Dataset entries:
* * * * * * *
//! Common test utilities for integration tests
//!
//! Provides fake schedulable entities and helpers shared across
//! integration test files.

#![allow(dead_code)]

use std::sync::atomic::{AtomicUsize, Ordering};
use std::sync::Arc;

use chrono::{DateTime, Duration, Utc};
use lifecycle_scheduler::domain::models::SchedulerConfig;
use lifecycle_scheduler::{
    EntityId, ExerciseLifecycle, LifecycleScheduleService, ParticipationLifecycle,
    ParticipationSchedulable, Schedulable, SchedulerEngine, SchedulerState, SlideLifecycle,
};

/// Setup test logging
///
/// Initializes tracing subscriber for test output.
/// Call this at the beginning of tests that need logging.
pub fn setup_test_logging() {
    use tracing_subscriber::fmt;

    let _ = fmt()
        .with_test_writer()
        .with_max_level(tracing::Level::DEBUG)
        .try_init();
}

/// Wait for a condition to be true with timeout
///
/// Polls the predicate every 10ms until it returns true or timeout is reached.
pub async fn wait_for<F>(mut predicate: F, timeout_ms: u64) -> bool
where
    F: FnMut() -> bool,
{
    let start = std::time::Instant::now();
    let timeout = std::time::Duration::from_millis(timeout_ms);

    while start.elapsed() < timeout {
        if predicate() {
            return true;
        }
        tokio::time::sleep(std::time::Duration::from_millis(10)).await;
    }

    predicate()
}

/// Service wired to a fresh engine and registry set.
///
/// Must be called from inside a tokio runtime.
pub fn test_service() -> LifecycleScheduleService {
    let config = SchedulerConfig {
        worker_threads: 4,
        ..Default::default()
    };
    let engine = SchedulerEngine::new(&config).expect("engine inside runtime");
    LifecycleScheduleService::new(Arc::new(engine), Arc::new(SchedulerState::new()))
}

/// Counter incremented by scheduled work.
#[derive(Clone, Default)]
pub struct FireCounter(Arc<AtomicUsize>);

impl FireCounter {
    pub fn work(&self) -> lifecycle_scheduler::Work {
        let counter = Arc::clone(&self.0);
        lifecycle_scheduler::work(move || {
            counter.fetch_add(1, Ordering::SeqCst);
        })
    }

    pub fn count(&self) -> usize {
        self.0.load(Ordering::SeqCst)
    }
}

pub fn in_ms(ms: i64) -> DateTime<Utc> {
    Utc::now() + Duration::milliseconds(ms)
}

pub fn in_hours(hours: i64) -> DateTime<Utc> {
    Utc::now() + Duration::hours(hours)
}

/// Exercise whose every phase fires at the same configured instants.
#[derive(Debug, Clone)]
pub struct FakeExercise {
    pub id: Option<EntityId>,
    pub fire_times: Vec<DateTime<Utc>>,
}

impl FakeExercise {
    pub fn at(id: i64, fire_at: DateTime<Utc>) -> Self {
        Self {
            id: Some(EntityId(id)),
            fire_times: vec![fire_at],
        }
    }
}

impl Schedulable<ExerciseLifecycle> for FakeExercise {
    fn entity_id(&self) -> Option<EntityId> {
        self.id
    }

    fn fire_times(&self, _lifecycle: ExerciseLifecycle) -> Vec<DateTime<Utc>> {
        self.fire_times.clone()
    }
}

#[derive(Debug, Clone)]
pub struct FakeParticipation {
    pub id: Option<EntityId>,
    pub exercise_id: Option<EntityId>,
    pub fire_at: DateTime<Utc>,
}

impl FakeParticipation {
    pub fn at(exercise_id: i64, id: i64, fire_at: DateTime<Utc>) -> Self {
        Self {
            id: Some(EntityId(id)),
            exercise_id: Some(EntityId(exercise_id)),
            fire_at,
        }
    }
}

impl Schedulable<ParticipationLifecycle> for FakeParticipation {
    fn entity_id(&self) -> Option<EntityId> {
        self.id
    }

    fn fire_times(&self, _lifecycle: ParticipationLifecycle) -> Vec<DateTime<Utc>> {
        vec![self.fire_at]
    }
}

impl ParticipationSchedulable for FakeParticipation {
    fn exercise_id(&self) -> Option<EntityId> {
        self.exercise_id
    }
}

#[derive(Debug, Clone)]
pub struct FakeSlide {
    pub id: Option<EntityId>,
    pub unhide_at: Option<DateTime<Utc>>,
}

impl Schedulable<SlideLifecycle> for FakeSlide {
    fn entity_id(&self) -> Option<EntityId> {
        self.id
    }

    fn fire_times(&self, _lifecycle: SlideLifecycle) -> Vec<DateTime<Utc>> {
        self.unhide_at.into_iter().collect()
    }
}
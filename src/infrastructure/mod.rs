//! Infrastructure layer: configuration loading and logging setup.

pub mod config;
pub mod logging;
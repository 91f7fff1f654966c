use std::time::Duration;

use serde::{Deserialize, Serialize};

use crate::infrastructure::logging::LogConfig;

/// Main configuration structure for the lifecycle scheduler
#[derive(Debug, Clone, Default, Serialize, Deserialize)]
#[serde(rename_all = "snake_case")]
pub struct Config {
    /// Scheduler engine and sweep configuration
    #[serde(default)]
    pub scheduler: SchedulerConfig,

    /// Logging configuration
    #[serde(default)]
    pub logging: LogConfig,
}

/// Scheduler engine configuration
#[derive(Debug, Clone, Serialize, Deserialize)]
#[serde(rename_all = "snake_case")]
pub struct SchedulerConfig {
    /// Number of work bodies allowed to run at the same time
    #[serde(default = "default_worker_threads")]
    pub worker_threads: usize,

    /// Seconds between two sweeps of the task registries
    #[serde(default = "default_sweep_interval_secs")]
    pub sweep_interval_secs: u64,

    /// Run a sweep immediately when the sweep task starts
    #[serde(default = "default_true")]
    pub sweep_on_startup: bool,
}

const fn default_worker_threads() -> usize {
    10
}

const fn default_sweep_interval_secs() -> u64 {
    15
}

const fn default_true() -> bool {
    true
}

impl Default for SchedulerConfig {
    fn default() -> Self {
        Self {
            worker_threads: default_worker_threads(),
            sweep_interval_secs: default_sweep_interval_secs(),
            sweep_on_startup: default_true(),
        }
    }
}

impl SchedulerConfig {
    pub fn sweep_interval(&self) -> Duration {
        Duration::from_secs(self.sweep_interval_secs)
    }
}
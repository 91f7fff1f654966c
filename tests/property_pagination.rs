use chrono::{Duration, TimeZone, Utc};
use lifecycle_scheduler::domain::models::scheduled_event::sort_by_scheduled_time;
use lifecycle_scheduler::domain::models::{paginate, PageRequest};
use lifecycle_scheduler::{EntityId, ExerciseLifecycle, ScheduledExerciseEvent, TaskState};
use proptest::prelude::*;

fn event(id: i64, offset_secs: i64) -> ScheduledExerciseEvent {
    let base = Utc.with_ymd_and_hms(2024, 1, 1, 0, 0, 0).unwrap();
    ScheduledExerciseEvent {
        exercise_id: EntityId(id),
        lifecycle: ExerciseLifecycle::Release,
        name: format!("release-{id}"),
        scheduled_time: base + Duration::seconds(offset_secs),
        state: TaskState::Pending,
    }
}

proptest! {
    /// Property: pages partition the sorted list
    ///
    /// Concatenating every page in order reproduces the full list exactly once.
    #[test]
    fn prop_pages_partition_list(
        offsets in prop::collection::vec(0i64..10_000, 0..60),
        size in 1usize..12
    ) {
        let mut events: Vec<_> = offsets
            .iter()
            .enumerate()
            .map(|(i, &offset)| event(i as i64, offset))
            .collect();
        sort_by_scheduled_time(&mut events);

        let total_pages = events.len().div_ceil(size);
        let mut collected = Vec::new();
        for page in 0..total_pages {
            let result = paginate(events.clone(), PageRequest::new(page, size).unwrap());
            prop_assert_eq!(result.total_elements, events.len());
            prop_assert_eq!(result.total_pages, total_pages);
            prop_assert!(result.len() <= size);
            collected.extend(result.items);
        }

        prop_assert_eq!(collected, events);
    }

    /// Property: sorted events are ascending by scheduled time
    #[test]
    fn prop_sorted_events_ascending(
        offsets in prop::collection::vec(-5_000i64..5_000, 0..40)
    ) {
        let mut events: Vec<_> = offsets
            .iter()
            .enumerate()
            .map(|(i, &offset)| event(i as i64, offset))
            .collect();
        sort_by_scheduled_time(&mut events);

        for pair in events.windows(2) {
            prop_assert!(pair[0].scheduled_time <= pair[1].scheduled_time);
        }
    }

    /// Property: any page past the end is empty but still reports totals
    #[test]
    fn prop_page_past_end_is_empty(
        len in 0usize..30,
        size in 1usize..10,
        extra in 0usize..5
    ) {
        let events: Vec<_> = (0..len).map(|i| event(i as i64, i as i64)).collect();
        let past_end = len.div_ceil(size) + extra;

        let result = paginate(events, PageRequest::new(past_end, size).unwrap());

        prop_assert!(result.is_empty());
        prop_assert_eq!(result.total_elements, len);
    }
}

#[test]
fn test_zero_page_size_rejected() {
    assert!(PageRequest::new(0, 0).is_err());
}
* * * * * * *
#### What you should do
Take every line from the data that includes the word "chrono".

#### Completed task
use chrono::{DateTime, Duration, Utc};
use chrono::{Duration, TimeZone, Utc};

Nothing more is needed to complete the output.